In 1620 Christian joined the army of Prince Maurice of Orange in the Netherlands, then still at peace with Spain under the Twelve Years' Truce. The following year, he raised his own army to serve Frederick V, Elector Palatine, suffering three significant setbacks in the following two years: at the Battle of Höchst (1622), the Battle of Fleurus (1622), and lastly the Battle of Stadtlohn (1623). Christian fought alongside the Count of Mansfeld in the first two engagements, a colleague with whom his relationship was so difficult that in 1622 they came close to fighting a duel. In the first and third he was beaten by Johan t'Serclaes, Count of Tilly.
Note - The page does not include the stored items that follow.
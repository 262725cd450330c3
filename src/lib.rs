// Copyright (c) AlphaVelocity.
// All rights reserved.
//
// This source code is licensed under the license found in the
// LICENSE file in the root directory of this source tree.

pub mod cache;
pub mod cli;
pub mod commands;
pub mod config;
pub mod db;
pub mod errors;
pub mod models;
pub mod report;
pub mod session;
pub mod status;
pub mod store;
pub mod utils;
In 1621, Christian was one of the few men to continue rallying behind Frederick V, who had only the year before claimed and been deposed from the throne of Bohemia following his crushing loss at the Battle of White Mountain. Frederick was still leader of the Protestant resistance rooted from the 1618 crushed Bohemian Revolution. What attracted Christian to the cause is arguable, but something that may have had to do with it was that before his campaigning, Christian declared a chivalric love for Elizabeth, Frederick's wife and daughter of James I of England, who at this point of the war had sent several thousand troops under Sir Horace Vere to the Palatinate.

By the end of 1621 he had managed to raise 10,000 troops, with whom he wintered in Westphalia, gathering a great treasure from the dioceses of Münster and Paderborn. Christian's military actions began in 1622 when Ernst von Mansfeld began organizing his forces and expressed interest in linking up with his army, especially after his ally Georg Friedrich, Margrave of Baden-Durlach, was crushingly defeated at the Battle of Wimpfen. They were caught at the Battle of Höchst, 22 June 1622, and although Christian was defeated, he was able to escape with much of his army despite crossing a river under heavy fire and losing all of his baggage. The newly united Protestant army moved into Alsace, leaving Heidelberg, the capital of the Palatinate, to fall to Count von Tilly in September 1622, effectively forcing Frederick V out of the war.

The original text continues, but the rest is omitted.